Another best practice is to entirely understand CMS and insurance providers’ rules. Continuously monitor and analyze the denials and underpayments of failed claims and comprehend the vulnerable areas.

It is ideal to keep the claim percentage high for running a profitable optometry practice which comes from getting paid at the first submission. Ensure common goals and develop plans to resolve any fundamental issues.

To know more about our Optometry billing and coding services, contact us at info@medicalbillersandcoders.com/888-357-3226.

FAQs

1. What is a clean claim in optometry billing?

A clean claim is one that has no defects or missing documentation, allowing for timely payment without denials or rejections.

2. Why is accurate data entry crucial for clean claims?

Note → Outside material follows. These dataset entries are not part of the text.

//! Application configuration loaded from environment variables.

use std::time::Duration;

/// Log output format.
#[derive(Debug, Clone, Copy, PartialEq, Eq, Default)]
pub enum LogFormat {
    #[default]
    Pretty,
    Json,
}

impl LogFormat {
    fn parse(value: &str) -> Self {
        if value.eq_ignore_ascii_case("json") {
            LogFormat::Json
        } else {
            LogFormat::Pretty
        }
    }
}

/// Credentials of the admin account ensured at startup.
#[derive(Debug, Clone, PartialEq, Eq)]
pub struct BootstrapAdmin {
    pub email: String,
    pub username: String,
}

/// Server configuration with sensible defaults.
///
/// Reads from environment variables:
/// - `HOST` — bind address (default: `"0.0.0.0"`)
/// - `PORT` — listen port (default: `3000`)
/// - `RUST_LOG` — tracing filter directive (default: `"info"`)
/// - `LOG_FORMAT` — `pretty` or `json` (default: `pretty`)
/// - `DATABASE_URL` — PostgreSQL connection string; unset runs on the in-memory store
/// - `DATABASE_MAX_CONNECTIONS` — pool size (default: `10`)
/// - `PAYMENT_TIMEOUT_MS` — payment authorization timeout (default: `5000`)
/// - `BOOTSTRAP_ADMIN_EMAIL` / `BOOTSTRAP_ADMIN_USERNAME` — admin ensured at startup
#[derive(Debug, Clone)]
pub struct Config {
    pub host: String,
    pub port: u16,
    pub log_level: String,
    pub log_format: LogFormat,
    pub database_url: Option<String>,
    pub database_max_connections: u32,
    pub payment_timeout: Duration,
    pub bootstrap_admin: Option<BootstrapAdmin>,
}

impl Config {
    /// Loads configuration from environment variables, falling back to defaults.
    pub fn from_env() -> Self {
        Self::from_lookup(|key| std::env::var(key).ok())
    }

    /// Builds the configuration from an arbitrary variable source.
    pub fn from_lookup(lookup: impl Fn(&str) -> Option<String>) -> Self {
        let defaults = Self::default();
        let bootstrap_admin = match (
            lookup("BOOTSTRAP_ADMIN_EMAIL"),
            lookup("BOOTSTRAP_ADMIN_USERNAME"),
        ) {
            (Some(email), username) => Some(BootstrapAdmin {
                username: username.unwrap_or_else(|| "admin".to_string()),
                email,
            }),
            (None, _) => None,
        };

        Self {
            host: lookup("HOST").unwrap_or(defaults.host),
            port: lookup("PORT")
                .and_then(|p| p.parse().ok())
                .unwrap_or(defaults.port),
            log_level: lookup("RUST_LOG").unwrap_or(defaults.log_level),
            log_format: lookup("LOG_FORMAT")
                .map(|f| LogFormat::parse(&f))
                .unwrap_or_default(),
            database_url: lookup("DATABASE_URL").filter(|url| !url.is_empty()),
            database_max_connections: lookup("DATABASE_MAX_CONNECTIONS")
                .and_then(|n| n.parse().ok())
                .unwrap_or(defaults.database_max_connections),
            payment_timeout: lookup("PAYMENT_TIMEOUT_MS")
                .and_then(|ms| ms.parse().ok())
                .map(Duration::from_millis)
                .unwrap_or(defaults.payment_timeout),
            bootstrap_admin,
        }
    }

    /// Returns the `"host:port"` bind address string.
    pub fn addr(&self) -> String {
        format!("{}:{}", self.host, self.port)
    }
}

impl Default for Config {
    fn default() -> Self {
        Self {
            host: "0.0.0.0".to_string(),
            port: 3000,
            log_level: "info".to_string(),
            log_format: LogFormat::Pretty,
            database_url: None,
            database_max_connections: 10,
            payment_timeout: workflow::DEFAULT_PAYMENT_TIMEOUT,
            bootstrap_admin: None,
        }
    }
}

#[cfg(test)]
mod tests {
    use std::collections::HashMap;

    use super::*;

    fn from_pairs(pairs: &[(&str, &str)]) -> Config {
        let vars: HashMap<String, String> = pairs
            .iter()
            .map(|(k, v)| (k.to_string(), v.to_string()))
            .collect();
        Config::from_lookup(|key| vars.get(key).cloned())
    }

    #[test]
    fn test_default_values() {
        let config = Config::default();
        assert_eq!(config.host, "0.0.0.0");
        assert_eq!(config.port, 3000);
        assert_eq!(config.log_level, "info");
        assert_eq!(config.log_format, LogFormat::Pretty);
        assert!(config.database_url.is_none());
        assert_eq!(config.database_max_connections, 10);
        assert_eq!(config.payment_timeout, Duration::from_millis(5000));
    }

    #[test]
    fn test_addr_formatting() {
        let config = Config {
            host: "127.0.0.1".to_string(),
            port: 8080,
            ..Config::default()
        };
        assert_eq!(config.addr(), "127.0.0.1:8080");
    }

    #[test]
    fn test_values_from_environment() {
        let config = from_pairs(&[
            ("PORT", "8081"),
            ("LOG_FORMAT", "JSON"),
            ("DATABASE_URL", "postgres://localhost/market"),
            ("PAYMENT_TIMEOUT_MS", "250"),
            ("BOOTSTRAP_ADMIN_EMAIL", "root@example.com"),
        ]);
        assert_eq!(config.port, 8081);
        assert_eq!(config.log_format, LogFormat::Json);
        assert_eq!(
            config.database_url.as_deref(),
            Some("postgres://localhost/market")
        );
        assert_eq!(config.payment_timeout, Duration::from_millis(250));
        let admin = config.bootstrap_admin.unwrap();
        assert_eq!(admin.email, "root@example.com");
        assert_eq!(admin.username, "admin");
    }

    #[test]
    fn test_unparseable_values_fall_back() {
        let config = from_pairs(&[("PORT", "http"), ("DATABASE_URL", "")]);
        assert_eq!(config.port, 3000);
        assert!(config.database_url.is_none());
    }
}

Accurate completion of the CMS-1500 form, including correct patient and policy information, diagnosis codes, and modifiers, is essential to avoid payment delays.

3. How can technology improve claims submission?

Filing claims electronically increases accuracy and efficiency, helping to streamline the reimbursement process and reduce errors associated with paper claims.

4. What should I do to avoid duplicate claims?

Be aware of bundled services and wait before filing secondary claims to prevent submitting duplicate requests for the same services.

5. Why is verification of patient benefits important?

Verifying patient entitlements and benefits with insurers before service helps ensure accurate billing and reduces the risk of claim denials related to coverage issues.